**Work required**
Word for word, restate every line from the one with "fn from(e: CommsError)" through the end of the records below, both included, and add nothing.

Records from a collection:
• • • • • • •
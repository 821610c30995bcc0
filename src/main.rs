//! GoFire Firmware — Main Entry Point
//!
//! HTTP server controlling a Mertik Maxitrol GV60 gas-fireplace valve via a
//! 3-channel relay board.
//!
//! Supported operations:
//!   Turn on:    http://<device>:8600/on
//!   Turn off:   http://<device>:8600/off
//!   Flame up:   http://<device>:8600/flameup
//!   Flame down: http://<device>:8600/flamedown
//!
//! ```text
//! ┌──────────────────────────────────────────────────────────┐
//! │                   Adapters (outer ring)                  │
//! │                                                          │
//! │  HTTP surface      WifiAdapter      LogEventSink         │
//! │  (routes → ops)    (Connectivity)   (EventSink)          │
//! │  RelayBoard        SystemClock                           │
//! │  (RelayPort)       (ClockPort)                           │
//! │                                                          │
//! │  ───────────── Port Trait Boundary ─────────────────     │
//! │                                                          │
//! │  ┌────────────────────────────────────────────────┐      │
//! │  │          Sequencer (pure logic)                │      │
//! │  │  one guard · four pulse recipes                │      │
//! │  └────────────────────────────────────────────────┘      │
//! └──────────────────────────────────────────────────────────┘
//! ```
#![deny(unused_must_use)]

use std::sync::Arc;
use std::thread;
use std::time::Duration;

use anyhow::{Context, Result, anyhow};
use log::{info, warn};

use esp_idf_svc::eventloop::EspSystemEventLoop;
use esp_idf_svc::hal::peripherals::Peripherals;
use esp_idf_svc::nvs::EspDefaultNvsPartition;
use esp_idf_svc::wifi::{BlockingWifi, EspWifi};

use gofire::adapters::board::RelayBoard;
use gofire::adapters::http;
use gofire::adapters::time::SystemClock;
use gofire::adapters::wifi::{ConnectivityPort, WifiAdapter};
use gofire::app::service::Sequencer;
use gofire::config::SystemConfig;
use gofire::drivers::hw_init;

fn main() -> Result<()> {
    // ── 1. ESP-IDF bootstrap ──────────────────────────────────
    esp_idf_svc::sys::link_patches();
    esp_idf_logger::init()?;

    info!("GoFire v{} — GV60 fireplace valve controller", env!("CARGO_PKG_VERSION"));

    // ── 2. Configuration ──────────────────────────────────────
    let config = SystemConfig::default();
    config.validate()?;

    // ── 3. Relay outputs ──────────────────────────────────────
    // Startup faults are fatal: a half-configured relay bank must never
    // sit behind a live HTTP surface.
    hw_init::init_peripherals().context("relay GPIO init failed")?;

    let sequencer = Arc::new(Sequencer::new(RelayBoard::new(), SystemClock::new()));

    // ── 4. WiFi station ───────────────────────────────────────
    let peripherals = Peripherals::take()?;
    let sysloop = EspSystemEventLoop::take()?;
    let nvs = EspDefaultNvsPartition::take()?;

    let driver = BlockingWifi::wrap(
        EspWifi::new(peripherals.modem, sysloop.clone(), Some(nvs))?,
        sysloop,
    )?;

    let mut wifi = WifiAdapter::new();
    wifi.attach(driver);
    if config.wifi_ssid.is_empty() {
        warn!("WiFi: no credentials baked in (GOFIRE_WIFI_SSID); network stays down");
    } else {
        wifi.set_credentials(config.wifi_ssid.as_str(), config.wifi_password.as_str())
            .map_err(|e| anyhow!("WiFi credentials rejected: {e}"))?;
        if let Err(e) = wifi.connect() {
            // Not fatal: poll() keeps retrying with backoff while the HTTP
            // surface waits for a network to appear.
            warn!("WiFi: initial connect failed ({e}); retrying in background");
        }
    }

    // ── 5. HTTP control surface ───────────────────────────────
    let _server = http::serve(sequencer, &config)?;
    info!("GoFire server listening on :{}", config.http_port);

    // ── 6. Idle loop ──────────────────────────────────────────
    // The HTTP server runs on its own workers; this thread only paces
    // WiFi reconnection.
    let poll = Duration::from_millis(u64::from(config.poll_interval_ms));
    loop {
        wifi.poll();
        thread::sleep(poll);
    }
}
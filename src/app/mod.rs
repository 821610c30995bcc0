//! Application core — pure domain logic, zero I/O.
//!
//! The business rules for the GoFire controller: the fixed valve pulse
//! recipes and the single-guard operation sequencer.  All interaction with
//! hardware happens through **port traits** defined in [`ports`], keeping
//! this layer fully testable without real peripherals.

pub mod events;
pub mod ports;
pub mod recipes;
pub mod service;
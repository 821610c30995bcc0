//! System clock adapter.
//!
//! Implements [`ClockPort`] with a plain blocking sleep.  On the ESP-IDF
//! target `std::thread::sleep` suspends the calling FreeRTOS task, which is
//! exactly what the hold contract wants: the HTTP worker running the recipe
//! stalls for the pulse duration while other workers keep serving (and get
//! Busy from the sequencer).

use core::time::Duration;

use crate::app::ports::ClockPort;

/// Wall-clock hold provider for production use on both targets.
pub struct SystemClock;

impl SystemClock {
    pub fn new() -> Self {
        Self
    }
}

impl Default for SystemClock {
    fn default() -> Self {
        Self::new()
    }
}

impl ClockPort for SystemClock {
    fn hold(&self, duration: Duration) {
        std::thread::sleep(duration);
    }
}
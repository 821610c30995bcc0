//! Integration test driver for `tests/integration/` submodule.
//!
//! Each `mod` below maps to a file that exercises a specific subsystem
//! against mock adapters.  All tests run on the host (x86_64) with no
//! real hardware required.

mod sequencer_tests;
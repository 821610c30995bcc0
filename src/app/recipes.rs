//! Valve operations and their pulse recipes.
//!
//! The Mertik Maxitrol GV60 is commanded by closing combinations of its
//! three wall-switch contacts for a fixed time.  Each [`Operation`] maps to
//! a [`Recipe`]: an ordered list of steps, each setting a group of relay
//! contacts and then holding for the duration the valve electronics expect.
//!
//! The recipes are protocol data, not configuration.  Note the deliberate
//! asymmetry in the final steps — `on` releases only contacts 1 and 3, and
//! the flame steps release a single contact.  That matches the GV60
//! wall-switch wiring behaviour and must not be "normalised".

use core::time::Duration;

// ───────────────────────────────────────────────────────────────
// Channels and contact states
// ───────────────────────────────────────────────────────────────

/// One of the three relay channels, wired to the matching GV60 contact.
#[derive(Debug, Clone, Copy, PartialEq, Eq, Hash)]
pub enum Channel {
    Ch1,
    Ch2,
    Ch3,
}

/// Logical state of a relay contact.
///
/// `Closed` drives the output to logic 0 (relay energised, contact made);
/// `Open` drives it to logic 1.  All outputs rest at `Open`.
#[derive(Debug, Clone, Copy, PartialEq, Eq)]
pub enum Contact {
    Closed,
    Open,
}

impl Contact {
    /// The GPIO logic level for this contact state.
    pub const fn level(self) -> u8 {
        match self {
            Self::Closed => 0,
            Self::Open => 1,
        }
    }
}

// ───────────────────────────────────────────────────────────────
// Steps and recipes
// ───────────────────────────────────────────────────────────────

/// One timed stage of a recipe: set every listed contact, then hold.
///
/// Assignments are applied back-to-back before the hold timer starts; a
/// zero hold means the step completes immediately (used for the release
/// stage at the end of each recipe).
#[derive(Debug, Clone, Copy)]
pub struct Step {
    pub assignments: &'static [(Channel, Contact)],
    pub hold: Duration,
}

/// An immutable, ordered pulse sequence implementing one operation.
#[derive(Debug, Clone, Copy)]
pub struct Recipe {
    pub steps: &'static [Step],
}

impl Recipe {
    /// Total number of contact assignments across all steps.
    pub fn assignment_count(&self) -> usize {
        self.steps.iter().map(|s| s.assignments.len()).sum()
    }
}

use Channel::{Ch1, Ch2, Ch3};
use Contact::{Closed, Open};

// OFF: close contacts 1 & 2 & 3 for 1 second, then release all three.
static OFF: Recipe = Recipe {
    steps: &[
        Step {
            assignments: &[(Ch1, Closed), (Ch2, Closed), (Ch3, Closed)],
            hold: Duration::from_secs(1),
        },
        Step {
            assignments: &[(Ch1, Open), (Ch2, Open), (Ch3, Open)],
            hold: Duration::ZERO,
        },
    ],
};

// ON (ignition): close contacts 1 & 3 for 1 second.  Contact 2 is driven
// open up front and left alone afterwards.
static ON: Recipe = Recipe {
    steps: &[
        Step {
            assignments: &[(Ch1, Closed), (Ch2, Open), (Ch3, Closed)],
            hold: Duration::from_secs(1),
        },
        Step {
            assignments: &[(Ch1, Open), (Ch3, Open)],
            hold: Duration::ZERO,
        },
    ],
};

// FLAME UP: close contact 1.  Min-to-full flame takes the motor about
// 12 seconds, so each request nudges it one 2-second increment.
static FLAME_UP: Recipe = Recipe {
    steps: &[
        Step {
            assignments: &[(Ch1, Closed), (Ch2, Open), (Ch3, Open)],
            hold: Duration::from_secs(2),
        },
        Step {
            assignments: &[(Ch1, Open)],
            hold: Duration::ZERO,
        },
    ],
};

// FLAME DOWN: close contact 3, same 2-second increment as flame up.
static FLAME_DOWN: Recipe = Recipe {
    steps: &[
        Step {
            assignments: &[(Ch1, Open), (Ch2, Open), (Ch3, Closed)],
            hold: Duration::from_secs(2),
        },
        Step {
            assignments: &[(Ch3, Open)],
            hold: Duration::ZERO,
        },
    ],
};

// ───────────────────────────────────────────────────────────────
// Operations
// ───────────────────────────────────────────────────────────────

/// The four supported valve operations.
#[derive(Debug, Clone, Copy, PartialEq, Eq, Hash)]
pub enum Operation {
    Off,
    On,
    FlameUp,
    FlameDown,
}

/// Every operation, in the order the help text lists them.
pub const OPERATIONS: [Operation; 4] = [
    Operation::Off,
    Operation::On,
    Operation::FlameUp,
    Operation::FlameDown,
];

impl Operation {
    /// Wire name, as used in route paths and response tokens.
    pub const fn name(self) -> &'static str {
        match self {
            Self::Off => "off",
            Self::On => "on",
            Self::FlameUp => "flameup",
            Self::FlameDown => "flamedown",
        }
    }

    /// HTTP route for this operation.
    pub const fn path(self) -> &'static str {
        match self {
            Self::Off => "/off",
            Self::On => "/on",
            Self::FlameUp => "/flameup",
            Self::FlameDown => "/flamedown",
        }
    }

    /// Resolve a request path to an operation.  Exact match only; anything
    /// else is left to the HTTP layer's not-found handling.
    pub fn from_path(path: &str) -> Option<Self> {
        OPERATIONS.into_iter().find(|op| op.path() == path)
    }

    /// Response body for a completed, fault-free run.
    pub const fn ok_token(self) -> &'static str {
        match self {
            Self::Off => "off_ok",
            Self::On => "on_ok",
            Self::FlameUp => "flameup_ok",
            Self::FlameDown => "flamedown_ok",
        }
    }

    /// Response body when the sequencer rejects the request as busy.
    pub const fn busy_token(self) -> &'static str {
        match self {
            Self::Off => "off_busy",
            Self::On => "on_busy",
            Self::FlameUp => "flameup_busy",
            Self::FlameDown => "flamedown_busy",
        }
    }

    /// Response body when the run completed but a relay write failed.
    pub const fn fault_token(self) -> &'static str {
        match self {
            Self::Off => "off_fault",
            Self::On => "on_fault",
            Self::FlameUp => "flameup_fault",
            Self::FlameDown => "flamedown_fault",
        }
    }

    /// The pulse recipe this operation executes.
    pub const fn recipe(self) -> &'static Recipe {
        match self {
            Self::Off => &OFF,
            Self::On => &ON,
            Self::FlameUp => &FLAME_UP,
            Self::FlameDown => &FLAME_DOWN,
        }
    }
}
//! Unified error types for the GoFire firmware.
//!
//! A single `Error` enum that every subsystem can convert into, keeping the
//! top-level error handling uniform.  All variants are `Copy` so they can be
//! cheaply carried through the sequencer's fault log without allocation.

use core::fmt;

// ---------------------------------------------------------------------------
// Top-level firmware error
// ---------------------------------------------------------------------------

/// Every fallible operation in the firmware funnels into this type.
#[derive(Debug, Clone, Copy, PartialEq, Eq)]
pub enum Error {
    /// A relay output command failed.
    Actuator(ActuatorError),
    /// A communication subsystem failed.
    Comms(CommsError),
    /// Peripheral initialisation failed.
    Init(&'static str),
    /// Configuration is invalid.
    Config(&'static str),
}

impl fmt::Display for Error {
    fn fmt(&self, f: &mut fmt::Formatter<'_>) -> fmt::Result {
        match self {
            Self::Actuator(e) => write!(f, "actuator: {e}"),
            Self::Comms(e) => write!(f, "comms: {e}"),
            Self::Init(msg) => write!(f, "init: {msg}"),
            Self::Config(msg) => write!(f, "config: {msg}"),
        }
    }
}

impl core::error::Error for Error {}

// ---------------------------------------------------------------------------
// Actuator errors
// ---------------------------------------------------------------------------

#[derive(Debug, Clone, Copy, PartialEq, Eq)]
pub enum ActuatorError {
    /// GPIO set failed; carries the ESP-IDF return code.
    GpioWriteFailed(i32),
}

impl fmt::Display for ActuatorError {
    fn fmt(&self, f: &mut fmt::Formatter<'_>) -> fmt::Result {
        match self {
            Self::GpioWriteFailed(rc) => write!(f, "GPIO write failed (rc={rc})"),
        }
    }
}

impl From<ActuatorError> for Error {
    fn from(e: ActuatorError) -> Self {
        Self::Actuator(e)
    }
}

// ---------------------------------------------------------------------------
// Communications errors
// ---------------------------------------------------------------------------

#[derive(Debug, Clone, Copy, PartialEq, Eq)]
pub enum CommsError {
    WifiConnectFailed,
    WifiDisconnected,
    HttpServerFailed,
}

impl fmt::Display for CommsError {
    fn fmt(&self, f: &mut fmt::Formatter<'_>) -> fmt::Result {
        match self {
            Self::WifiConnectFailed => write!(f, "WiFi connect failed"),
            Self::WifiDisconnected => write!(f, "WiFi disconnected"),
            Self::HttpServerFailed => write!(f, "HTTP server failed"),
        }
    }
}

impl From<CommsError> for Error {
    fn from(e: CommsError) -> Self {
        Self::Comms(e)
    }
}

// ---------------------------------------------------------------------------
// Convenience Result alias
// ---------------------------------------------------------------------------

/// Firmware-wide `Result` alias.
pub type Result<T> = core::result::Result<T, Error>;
• • • • • • •
**Your response**
    fn from(e: CommsError) -> Self {
        Self::Comms(e)
    }
}

// ---------------------------------------------------------------------------
// Convenience Result alias
// ---------------------------------------------------------------------------

/// Firmware-wide `Result` alias.
pub type Result<T> = core::result::Result<T, Error>;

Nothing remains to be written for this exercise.